Un peu plus loin, l’histoire du fort est racontée sous la forme d’un spectacle audiovisuel. Le voyage se poursuit avec la traversée de la passerelle qui permet de gagner le toit terrasse du J4. L’architecture et l’horizon ondulent à l’unisson. Tracées avec sensualité, les rampes qui enserrent le bâtiment invitent ensuite à descendre en douceur jusqu’à l’esplanade.
Ceux qui veulent plonger dans les collections de ce musée unique en son genre n’ont que l’embarras du choix. Au J4, deux expositions temporaires – “ Le Noir et le bleu, un rêve méditerranéen ” (pour les adultes) et “ Au bazar du genre, féminin / masculin ” (dès 13 ans) – complètent La Galerie de la Méditerranée, espace permanent dédié aux civilisations méditerranéennes.
En parallèle, “ L’Odyssée des enfants ” propose aux 7–12 ans
accompagnés d’un adulte de s’imprégner à leur rythme d’histoire et de culture, grâce à un parcours-jeu conçu rien que pour eux. Équipés d’une tablette tactile, conseillés par un médiateur, ils partent en mission et collectent des indices pour répondre aux énigmes.
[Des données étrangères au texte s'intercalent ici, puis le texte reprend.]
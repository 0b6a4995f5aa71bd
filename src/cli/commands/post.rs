use clap::Subcommand;
use serde_json::Value;

use crate::cli::utils::{output_data, output_success, ApiClient};
use crate::cli::OutputFormat;

#[derive(Subcommand)]
pub enum PostCommands {
    #[command(about = "List published posts")]
    List,

    #[command(about = "Show one post")]
    Show {
        #[arg(help = "Post slug")]
        slug: String,
    },

    #[command(about = "Create a post (admin)")]
    Create {
        #[arg(long)]
        slug: String,
        #[arg(long)]
        title: String,
        #[arg(long, help = "Markdown body")]
        markdown: String,
    },

    #[command(about = "Update a post (admin); omitted fields keep their value")]
    Update {
        #[arg(help = "Current post slug")]
        slug: String,
        #[arg(long, help = "New slug")]
        new_slug: Option<String>,
        #[arg(long)]
        title: Option<String>,
        #[arg(long, help = "Markdown body")]
        markdown: Option<String>,
    },

    #[command(about = "Delete a post (admin)")]
    Delete {
        #[arg(help = "Post slug")]
        slug: String,
    },
}

pub async fn handle(cmd: PostCommands, url: Option<String>, output_format: OutputFormat) -> anyhow::Result<()> {
    let (client, _) = ApiClient::from_session(url)?;

    match cmd {
        PostCommands::List => {
            let index = client.get("/posts").await?;
            output_data(output_format, &index, |data| {
                let posts = data["posts"].as_array().cloned().unwrap_or_default();
                if posts.is_empty() {
                    println!("No posts yet");
                }
                for post in posts {
                    println!("{:<24} {}", text(&post["slug"]), text(&post["title"]));
                }
            })
        }
        PostCommands::Show { slug } => {
            let post = client.get(&format!("/posts/{}", slug)).await?;
            output_data(output_format, &post, |data| {
                println!("# {}\n", text(&data["title"]));
                println!("{}", text(&data["markdown"]));
            })
        }
        PostCommands::Create { slug, title, markdown } => {
            let form = [
                ("intent", "create"),
                ("slug", slug.as_str()),
                ("title", title.as_str()),
                ("markdown", markdown.as_str()),
            ];
            client.post_form("/posts/admin/new", &form).await?;
            output_success(output_format, &format!("Created post '{}'", slug), None)
        }
        PostCommands::Update { slug, new_slug, title, markdown } => {
            let current = client.get(&format!("/posts/admin/{}", slug)).await?;
            let post = &current["post"];
            let new_slug = new_slug.unwrap_or_else(|| text(&post["slug"]));
            let title = title.unwrap_or_else(|| text(&post["title"]));
            let markdown = markdown.unwrap_or_else(|| text(&post["markdown"]));

            let form = [
                ("intent", "update"),
                ("slug", new_slug.as_str()),
                ("title", title.as_str()),
                ("markdown", markdown.as_str()),
            ];
            client.post_form(&format!("/posts/admin/{}", slug), &form).await?;
            output_success(output_format, &format!("Updated post '{}'", new_slug), None)
        }
        PostCommands::Delete { slug } => {
            client
                .post_form(&format!("/posts/admin/{}", slug), &[("intent", "delete")])
                .await?;
            output_success(output_format, &format!("Deleted post '{}'", slug), None)
        }
    }
}

fn text(value: &Value) -> String {
    value.as_str().unwrap_or_default().to_string()
}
Dans un tout autre genre, l’exposition “ Le Temps des loisirs ”, déployée dans le fort Saint-Jean à partir des collections d’art populaire, évoque les fêtes qui jalonnent l’année et embellissent la vie des hommes depuis des siècles. Magie, pré-cinéma, premier costume de clown, collection de marionnettes (les Lyonnais croiseront même Guignol !), maquette de cirque géante datant du début du XXe siècle… les œuvres réunies dans ce labyrinthe de petites salles éveillent la curiosité des plus jeunes (livret-jeu gratuit dès 6/7 ans disponible à l’accueil).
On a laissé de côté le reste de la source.